Didi has been waiting for approval to proceed with new user registrations and downloads of its 25 apps banned in China as a key step towards getting back to normal business since regulatory issues started in mid-2021.
Reuters reported on Friday, January 13 citing sources, that Chinese authorities will allow Didi to resume new user registration and download its app at home as early as this week.
"Our company has been conscientiously cooperating with the country's cybersecurity review, seriously addressing the security issues found in the review and carrying out thorough repairs for more than one year," he said in a statement on Monday, quoted by Reuters.
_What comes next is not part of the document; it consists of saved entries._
//! Snapshot tests for spanmark output.
//!
//! These tests capture the tree dump and the serializers for representative
//! inputs. Run with `cargo insta review` to update snapshots.

use spanmark_markdown::{parse_markdown, InlineOptions, Node};

/// Helper to parse markdown with every construct enabled.
fn document(input: &str) -> Node {
    parse_markdown(input, InlineOptions::default()).root
}

fn tree(input: &str) -> String {
    document(input).dump()
}

// =============================================================================
// Emphasis Snapshots
// =============================================================================

#[test]
fn test_snapshot_emphasis_levels() {
    insta::assert_snapshot!(tree("*a* **b** ***c***"), @r#"
    Document
      Emphasis
        Text "a"
      Text " "
      Strong
        Text "b"
      Text " "
      Emphasis
        Strong
          Text "c"
    "#);
}

#[test]
fn test_snapshot_mixed_markers() {
    insta::assert_snapshot!(tree("_a *b* c_"), @r#"
    Document
      Emphasis
        Text "a "
        Emphasis
          Text "b"
        Text " c"
    "#);
}

#[test]
fn test_snapshot_unbalanced_run() {
    insta::assert_snapshot!(tree("**a*"), @r#"
    Document
      Text "*"
      Emphasis
        Text "a"
    "#);
}

#[test]
fn test_snapshot_strikethrough() {
    insta::assert_snapshot!(tree("~~a **b**~~ ~c~"), @r#"
    Document
      Strike
        Text "a "
        Strong
          Text "b"
      Text " ~c~"
    "#);
}

// =============================================================================
// Link Snapshots
// =============================================================================

#[test]
fn test_snapshot_links() {
    insta::assert_snapshot!(tree("[*a*](u 'T') [b][] <https://c.d>"), @r#"
    Document
      Link url="u" title="T"
        Emphasis
          Text "a"
      Text " "
      Reference identifier="b" url="" title=""
        Text "b"
      Text " "
      Link url="https://c.d" title="https://c.d"
        Text "https://c.d"
    "#);
}

#[test]
fn test_snapshot_nested_brackets() {
    insta::assert_snapshot!(tree("[![i](p)](u) [^n] [@k]"), @r#"
    Document
      Link url="u" title=""
        Image url="p" alt="i" title=""
      Text " "
      Footnote identifier="n"
      Text " "
      CitationReference identifier="k"
    "#);
}

#[test]
fn test_snapshot_broken_brackets() {
    insta::assert_snapshot!(tree("[a] [^b c] [@] ![x]"), @r#"
    Document
      Text "[a] [^b c] [@] ![x]"
    "#);
}

// =============================================================================
// Code, Formula and HTML Snapshots
// =============================================================================

#[test]
fn test_snapshot_code_formula_html() {
    insta::assert_snapshot!(tree("`*a*` $x^2$ <b>c</b> &amp;"), @r#"
    Document
      InlineCode "*a*"
      Text " "
      Formula "x^2"
      Text " "
      Html "<b>"
      Text "c"
      Html "</b>"
      Text " "
      Html "&amp;"
    "#);
}

// =============================================================================
// Serializer Snapshots
// =============================================================================

#[test]
fn test_snapshot_spans() {
    insta::assert_snapshot!(document("*a*\nb").dump_with_spans(), @r#"
    Document @1:1-1:1
      Emphasis @1:1-1:4
        Text "a" @1:2-1:3
      SoftBreak @1:4-2:1
      Text "b" @2:1-2:2
    "#);
}

#[test]
fn test_snapshot_to_markdown() {
    insta::assert_snapshot!(
        document("_a_ __b__ ***c*** [d](<e> \"f\") 2 * 3").to_markdown(),
        @r#"*a* **b** *__c__* [d](e "f") 2 \* 3"#
    );
}

#[test]
fn test_snapshot_plain_text() {
    insta::assert_snapshot!(
        document("**Note:** see [the docs](u) &mdash; or <em>not</em>.\n![logo](l.png)").plain_text(),
        @r#"
    Note: see the docs — or not.
    logo
    "#
    );
}
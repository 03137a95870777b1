//! Tokens produced by a language's tokenizer.
//!
//! A token is an immutable value: once the tokenizer has run, the driver only
//! ever removes tokens from the front of the queue.

use crate::types::Span;
use serde::{Deserialize, Serialize};
use std::fmt::Debug;

/// The closed set of token kinds for one source language.
pub trait TokenKind: Copy + Eq + Debug {
    /// Whether this kind is the designated end-of-input marker.
    fn is_eof(self) -> bool;
}

/// A lexical unit: kind, raw source text and source range.
#[derive(Debug, Clone, PartialEq, Eq, Serialize, Deserialize)]
pub struct Token<K> {
    /// Kind discriminator
    pub kind: K,
    /// Raw source text
    pub text: String,
    /// Where the text came from
    pub span: Span,
}

impl<K: TokenKind> Token<K> {
    /// Create a new token.
    pub fn new(kind: K, text: impl Into<String>, span: Span) -> Self {
        Self {
            kind,
            text: text.into(),
            span,
        }
    }

    /// Whether this is the end-of-input marker.
    pub fn is_eof(&self) -> bool {
        self.kind.is_eof()
    }
}
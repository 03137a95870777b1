//! HTML entity decoding

use std::collections::HashMap;
use std::sync::LazyLock;

use crate::tokenizer::ENTITY_RE;

/// Named entities, keyed without the surrounding `&` and `;`.
static HTML_ENTITIES: LazyLock<HashMap<&'static str, &'static str>> = LazyLock::new(|| {
    HashMap::from([
        // Markup
        ("amp", "&"),
        ("lt", "<"),
        ("gt", ">"),
        ("quot", "\""),
        ("apos", "'"),
        ("nbsp", "\u{a0}"),
        // Copyright, trademark, registered
        ("copy", "©"),
        ("trade", "™"),
        ("reg", "®"),
        // Dashes and punctuation
        ("mdash", "—"),
        ("ndash", "–"),
        ("hellip", "…"),
        ("laquo", "«"),
        ("raquo", "»"),
        ("lsquo", "‘"),
        ("rsquo", "’"),
        ("ldquo", "“"),
        ("rdquo", "”"),
        ("bull", "•"),
        ("middot", "·"),
        ("dagger", "†"),
        ("Dagger", "‡"),
        ("para", "¶"),
        ("sect", "§"),
        ("prime", "′"),
        ("Prime", "″"),
        // Arrows
        ("larr", "←"),
        ("rarr", "→"),
        ("uarr", "↑"),
        ("darr", "↓"),
        // Math
        ("times", "×"),
        ("divide", "÷"),
        ("plusmn", "±"),
        ("ne", "≠"),
        ("le", "≤"),
        ("ge", "≥"),
        ("infin", "∞"),
        ("deg", "°"),
        ("permil", "‰"),
        // Currency
        ("euro", "€"),
        ("pound", "£"),
        ("yen", "¥"),
        ("cent", "¢"),
    ])
});

/// Decode one complete character reference such as `&copy;` or `&#x41;`.
///
/// Returns `None` for unknown names and invalid code points.
pub fn decode_entity(entity: &str) -> Option<String> {
    let body = entity.strip_prefix('&')?.strip_suffix(';')?;

    if let Some(number) = body.strip_prefix('#') {
        let codepoint = match number.strip_prefix(['x', 'X']) {
            Some(hex) => u32::from_str_radix(hex, 16).ok()?,
            None => number.parse::<u32>().ok()?,
        };
        // U+0000 is replaced, per HTML
        let c = match codepoint {
            0 => char::REPLACEMENT_CHARACTER,
            cp => char::from_u32(cp)?,
        };
        return Some(c.to_string());
    }

    HTML_ENTITIES.get(body).map(|s| s.to_string())
}

/// Decode every recognizable character reference in `text`.
///
/// Anything that does not decode is kept verbatim.
pub fn decode_html_entities(text: &str) -> String {
    let mut result = String::with_capacity(text.len());
    let mut rest = text;

    while let Some(amp) = rest.find('&') {
        result.push_str(&rest[..amp]);
        rest = &rest[amp..];

        let decoded = ENTITY_RE
            .find(rest)
            .and_then(|m| decode_entity(m.as_str()).map(|s| (s, m.end())));
        match decoded {
            Some((s, len)) => {
                result.push_str(&s);
                rest = &rest[len..];
            }
            None => {
                result.push('&');
                rest = &rest[1..];
            }
        }
    }

    result.push_str(rest);
    result
}
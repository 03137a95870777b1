//! The parse driver.
//!
//! Tokenize once, then loop: stop at end of input, otherwise offer the front
//! token to each consumer in order. A token nobody claims becomes a
//! recoverable diagnostic and is skipped. An iteration that starts with as
//! many tokens as the previous one aborts the parse with a fatal diagnostic.

use std::collections::VecDeque;

use log::{debug, warn};
use spanmark_core::{Diagnostic, ParseError, TreeNode};

use crate::{ConsumerRegistry, Language, ParseContext};

/// Result of one parse: the populated root and everything that went wrong.
#[derive(Debug, Clone, PartialEq)]
pub struct Parsed<N> {
    pub root: N,
    pub diagnostics: Vec<Diagnostic>,
}

impl<N> Parsed<N> {
    /// Whether the parse produced no diagnostics at all.
    pub fn is_clean(&self) -> bool {
        self.diagnostics.is_empty()
    }

    /// Whether the parse was aborted by the non-progress guard.
    pub fn is_fatal(&self) -> bool {
        self.diagnostics.iter().any(Diagnostic::is_fatal)
    }

    pub fn into_parts(self) -> (N, Vec<Diagnostic>) {
        (self.root, self.diagnostics)
    }
}

/// Parse `input` with `language`, appending everything to `root`.
///
/// Never fails: malformed input is reported through
/// [`Parsed::diagnostics`], and the tree holds whatever was recognized.
pub fn parse<L: Language>(input: &str, root: L::Node, language: &L) -> Parsed<L::Node> {
    let tokens = language.tokenize(input);
    debug!(
        "{}: parsing {} bytes as {} tokens",
        language.name(),
        input.len(),
        tokens.len()
    );

    let mut root = root;
    let diagnostics = {
        let mut ctx = ParseContext::new(VecDeque::from(tokens), &mut root);
        drive(&mut ctx, language.consumers());
        ctx.into_diagnostics()
    };

    debug!(
        "{}: finished with {} children, {} diagnostics",
        language.name(),
        root.child_count(),
        diagnostics.len()
    );

    Parsed { root, diagnostics }
}

fn drive<K, N>(ctx: &mut ParseContext<'_, K, N>, consumers: &ConsumerRegistry<K, N>)
where
    K: spanmark_core::TokenKind,
    N: TreeNode,
{
    let mut previous_len = None;

    loop {
        let token = match ctx.front() {
            Some(token) if !token.is_eof() => token.clone(),
            _ => break,
        };

        let len = ctx.remaining();
        if previous_len == Some(len) {
            warn!("no progress at {} on {:?}, aborting", token.span.start, token.text);
            ctx.record(ParseError::Stuck { text: token.text }, token.span);
            break;
        }
        previous_len = Some(len);

        if consumers.offer(ctx, &token).is_none() {
            warn!("unrecognized token {:?} at {}", token.text, token.span.start);
            ctx.record(
                ParseError::UnrecognizedToken {
                    text: token.text.clone(),
                },
                token.span,
            );
            ctx.pop_front();
        }
    }
}
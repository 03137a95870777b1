//! Error types for spanmark

use crate::diagnostic::Severity;
use thiserror::Error;

/// Main error type for spanmark operations
#[derive(Error, Debug)]
pub enum SpanmarkError {
    /// IO error during file operations
    #[error("IO error: {0}")]
    Io(#[from] std::io::Error),

    /// Configuration error
    #[error("Configuration error: {0}")]
    Config(String),

    /// Parse aborted by the non-progress guard
    #[error("Parse error: {0}")]
    Parse(String),
}

/// Result type alias for spanmark operations
pub type Result<T> = std::result::Result<T, SpanmarkError>;

/// A problem recorded by the parse driver.
///
/// These never abort a parse on their own; they are collected into the
/// diagnostics list alongside the partial tree.
#[derive(Error, Debug, Clone, PartialEq, Eq)]
pub enum ParseError {
    /// No registered consumer claimed the token; it was skipped.
    #[error("unrecognized token {text:?}")]
    UnrecognizedToken { text: String },

    /// An iteration finished without shrinking the token queue.
    #[error("stuck at token {text:?}")]
    Stuck { text: String },
}

impl ParseError {
    /// How the driver reacted to this error.
    pub fn severity(&self) -> Severity {
        match self {
            ParseError::UnrecognizedToken { .. } => Severity::Recoverable,
            ParseError::Stuck { .. } => Severity::Fatal,
        }
    }
}

#[cfg(test)]
mod tests {
    use super::*;

    #[test]
    fn test_parse_error_messages() {
        let err = ParseError::UnrecognizedToken { text: "%".into() };
        assert_eq!(err.to_string(), "unrecognized token \"%\"");

        let err = ParseError::Stuck { text: "abc".into() };
        assert_eq!(err.to_string(), "stuck at token \"abc\"");
    }

    #[test]
    fn test_parse_error_severity() {
        let err = ParseError::UnrecognizedToken { text: "x".into() };
        assert_eq!(err.severity(), Severity::Recoverable);

        let err = ParseError::Stuck { text: "x".into() };
        assert_eq!(err.severity(), Severity::Fatal);
    }

    #[test]
    fn test_io_error_conversion() {
        let io = std::io::Error::new(std::io::ErrorKind::NotFound, "missing.md");
        let err: SpanmarkError = io.into();
        assert!(err.to_string().starts_with("IO error:"));
    }
}
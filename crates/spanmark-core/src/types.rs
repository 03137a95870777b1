//! Core types for spanmark

use serde::{Deserialize, Serialize};

/// Represents a position in the input text
#[derive(Debug, Clone, Copy, PartialEq, Eq, Default, Serialize, Deserialize)]
pub struct Position {
    /// Line number (0-indexed)
    pub line: usize,
    /// Column number in characters (0-indexed)
    pub column: usize,
    /// Byte offset from start
    pub offset: usize,
}

impl Position {
    /// Create a new position
    pub fn new(line: usize, column: usize, offset: usize) -> Self {
        Self {
            line,
            column,
            offset,
        }
    }

    /// Move past `text`, tracking line breaks.
    pub fn advanced_by(mut self, text: &str) -> Self {
        for ch in text.chars() {
            self.offset += ch.len_utf8();
            if ch == '\n' {
                self.line += 1;
                self.column = 0;
            } else {
                self.column += 1;
            }
        }
        self
    }
}

/// Displays as 1-based `line:column`, the way editors report locations.
impl std::fmt::Display for Position {
    fn fmt(&self, f: &mut std::fmt::Formatter<'_>) -> std::fmt::Result {
        write!(f, "{}:{}", self.line + 1, self.column + 1)
    }
}

/// Represents a span in the input
#[derive(Debug, Clone, Copy, PartialEq, Eq, Default, Serialize, Deserialize)]
pub struct Span {
    /// Start position
    pub start: Position,
    /// End position (exclusive)
    pub end: Position,
}

impl Span {
    /// Create a new span from start and end positions
    pub fn new(start: Position, end: Position) -> Self {
        Self { start, end }
    }

    /// An empty span at a single position
    pub fn point(at: Position) -> Self {
        Self { start: at, end: at }
    }

    /// Length of the span in bytes
    pub fn len(&self) -> usize {
        self.end.offset.saturating_sub(self.start.offset)
    }

    /// Whether the span covers no input
    pub fn is_empty(&self) -> bool {
        self.len() == 0
    }
}
use anyhow::{Context, Result};
use tracing::{debug, info};
use url::Url;

use crate::config::Settings;
use crate::fetcher::Fetcher;
use crate::parser::extract::ExtractorChain;
use crate::parser::links::{document_links, extend_unique};
use crate::parser::text::{html_to_text, pdf_bytes_to_text};
use crate::record::AgencyRecord;
use crate::sitemap;

/// Drives one site through homepage → documents → merged record.
pub struct Enricher {
    fetcher: Fetcher,
    chain: ExtractorChain,
    document_suffix: String,
}

impl Enricher {
    pub fn new(fetcher: Fetcher, chain: ExtractorChain, document_suffix: &str) -> Self {
        Enricher {
            fetcher,
            chain,
            document_suffix: document_suffix.to_string(),
        }
    }

    /// Build the fetcher and extractor chain once; shared read-only by every row.
    pub fn from_settings(settings: &Settings) -> Result<Self> {
        let fetcher = Fetcher::new(&settings.fetch)?;
        let chain = ExtractorChain::from_settings(&settings.extract)?;
        info!("Evidence providers: {}", chain.provider_names().join(", "));
        Ok(Enricher::new(fetcher, chain, &settings.extract.document_suffix))
    }

    /// Enrich one row. Fetch failures only leave fields empty; the error
    /// case is a `site` no root URL can be derived from.
    pub async fn enrich(&self, row: &AgencyRecord) -> Result<AgencyRecord> {
        let site = row.site.trim();
        let root = site_root(site)?;
        let mut record = row.trimmed();

        info!("Processing site: {}", site);

        // 1. Homepage
        let homepage = self.fetcher.fetch_page(root.as_str()).await;
        if let Some(page) = &homepage {
            let text = html_to_text(&page.body);
            if !text.is_empty() {
                record.merge(&self.chain.homepage(&text));
            }
        }

        // 2. Documents: DOM links first, then the sitemap
        let mut documents = match &homepage {
            Some(page) => document_links(&page.body, &root, &self.document_suffix),
            None => Vec::new(),
        };
        let listed = sitemap::fetch_document_urls(&self.fetcher, &root, &self.document_suffix).await;
        extend_unique(&mut documents, listed);
        if !documents.is_empty() {
            info!("Found {} documents on {}", documents.len(), root);
        }

        // 3. Each document in discovery order
        for url in &documents {
            let Some(bytes) = self.fetcher.fetch_document(url).await else {
                debug!("Document unavailable: {}", url);
                continue;
            };
            let extraction = self.chain.document(&pdf_bytes_to_text(&bytes), url);
            if extraction.evidence.is_empty() {
                debug!("No fields in {}", url);
            }
            record.merge(&extraction);
        }

        // 4. Listing metadata passes through untouched
        record.name = row.name.clone();
        record.site = site.to_string();
        record.segment_tag = row.segment_tag.clone();
        record.source = row.source.clone();
        record.revenue = row.revenue.clone();

        Ok(record)
    }
}

/// `scheme://host[:port]/` of a site URL; bare hosts are taken as `http://`.
pub fn site_root(site: &str) -> Result<Url> {
    let candidate = if site.contains("://") {
        site.to_string()
    } else {
        format!("http://{}", site)
    };
    let parsed =
        Url::parse(&candidate).with_context(|| format!("Invalid site URL {:?}", site))?;
    let origin = parsed.origin();
    anyhow::ensure!(origin.is_tuple(), "Site URL {:?} has no host", site);
    Url::parse(&format!("{}/", origin.ascii_serialization()))
        .with_context(|| format!("Invalid site URL {:?}", site))
}

// ── Tests ──

#[cfg(test)]
mod tests {
    use super::*;
    use crate::config::ExtractSettings;
    use crate::fetcher::fast_settings;
    use wiremock::matchers::{method, path};
    use wiremock::{Mock, MockServer, ResponseTemplate};

    fn enricher() -> Enricher {
        let fetcher = Fetcher::new(&fast_settings(&["test-agent"])).unwrap();
        let chain = ExtractorChain::from_settings(&ExtractSettings::default()).unwrap();
        Enricher::new(fetcher, chain, ".pdf")
    }

    fn html(body: &str) -> ResponseTemplate {
        ResponseTemplate::new(200).set_body_string(format!("<html><body>{}</body></html>", body))
    }

    async fn mount_get(server: &MockServer, at: &str, response: ResponseTemplate) {
        Mock::given(method("GET"))
            .and(path(at))
            .respond_with(response)
            .mount(server)
            .await;
    }

    #[test]
    fn root_of_site_urls() {
        assert_eq!(
            site_root("https://agency.ru/about?x=1#top").unwrap().as_str(),
            "https://agency.ru/"
        );
        assert_eq!(site_root("agency.ru").unwrap().as_str(), "http://agency.ru/");
        assert_eq!(
            site_root("http://127.0.0.1:8080/x").unwrap().as_str(),
            "http://127.0.0.1:8080/"
        );
        assert!(site_root("").is_err());
        assert!(site_root("http://").is_err());
    }

    #[tokio::test]
    async fn homepage_identifiers_without_documents() {
        let server = MockServer::start().await;
        mount_get(&server, "/", html(r#"<h1>ООО "Ромашка"</h1><p>ИНН 1234567890</p>"#)).await;
        mount_get(&server, "/sitemap.xml", ResponseTemplate::new(404)).await;

        let row = AgencyRecord {
            name: "Ромашка".into(),
            site: format!("{}/catalog", server.uri()),
            segment_tag: "BTL".into(),
            source: "marketingtech".into(),
            revenue: "250000000".into(),
            ..Default::default()
        };
        let out = enricher().enrich(&row).await.unwrap();

        assert_eq!(out.inn, "1234567890");
        assert_eq!(out.full_name, r#"ООО "Ромашка""#);
        assert_eq!(out.doc_type, "homepage");
        assert_eq!(out.doc_url, "");
        assert_eq!(out.name, "Ромашка");
        assert_eq!(out.site, row.site);
        assert_eq!(out.segment_tag, "BTL");
        assert_eq!(out.revenue, "250000000");
    }

    #[tokio::test]
    async fn document_evidence_takes_over_provenance() {
        let server = MockServer::start().await;
        let pdf_url = format!("{}/docs/rekvizity.pdf", server.uri());
        mount_get(
            &server,
            "/",
            html(r#"<p>sales@agency.ru</p><a href="/docs/rekvizity.pdf">Реквизиты</a>"#),
        )
        .await;
        mount_get(
            &server,
            "/sitemap.xml",
            ResponseTemplate::new(200).set_body_string(format!(
                "<urlset><url><loc>{}</loc></url><url><loc>{}/docs/missing.pdf</loc></url></urlset>",
                pdf_url,
                server.uri()
            )),
        )
        .await;
        Mock::given(method("GET"))
            .and(path("/docs/rekvizity.pdf"))
            .respond_with(
                ResponseTemplate::new(200)
                    .set_body_bytes(b"%PDF-1.4 BT (INN 7701234567 OGRN 1027700132195) Tj ET".to_vec()),
            )
            .expect(1)
            .mount(&server)
            .await;
        mount_get(&server, "/docs/missing.pdf", ResponseTemplate::new(404)).await;

        let row = AgencyRecord {
            site: server.uri(),
            ..Default::default()
        };
        let out = enricher().enrich(&row).await.unwrap();

        assert_eq!(out.email, "sales@agency.ru");
        assert_eq!(out.inn, "7701234567");
        assert_eq!(out.ogrn, "1027700132195");
        assert_eq!(out.doc_url, pdf_url);
        assert_eq!(out.doc_type, "pdf");
    }

    #[tokio::test]
    async fn existing_values_survive_enrichment() {
        let server = MockServer::start().await;
        mount_get(&server, "/", html("ИНН 1111111111 г. Казань")).await;
        mount_get(&server, "/sitemap.xml", ResponseTemplate::new(404)).await;

        let row = AgencyRecord {
            inn: "1234567890".into(),
            site: server.uri(),
            ..Default::default()
        };
        let out = enricher().enrich(&row).await.unwrap();
        assert_eq!(out.inn, "1234567890");
        assert_eq!(out.region, "г. Казань");
    }

    #[tokio::test]
    async fn unreachable_site_leaves_record_unchanged() {
        let row = AgencyRecord {
            name: "Ромашка".into(),
            site: "http://127.0.0.1:9/".into(),
            email: "a@b.ru".into(),
            ..Default::default()
        };
        let out = enricher().enrich(&row).await.unwrap();
        assert_eq!(out, row);
    }
}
Didi will also take effective measures to ensure platform security and data security, as well as maintain national cyber security, Didi added in the statement.
The latest move comes as China's policymakers seek to restore private sector confidence and are counting on the tech industry to help spur economic activity that has been damaged by the COVID-19 pandemic.
Didi will need its ride-hailing and other apps to return to domestic app stores to win over new users, although the statement did not specifically mention that.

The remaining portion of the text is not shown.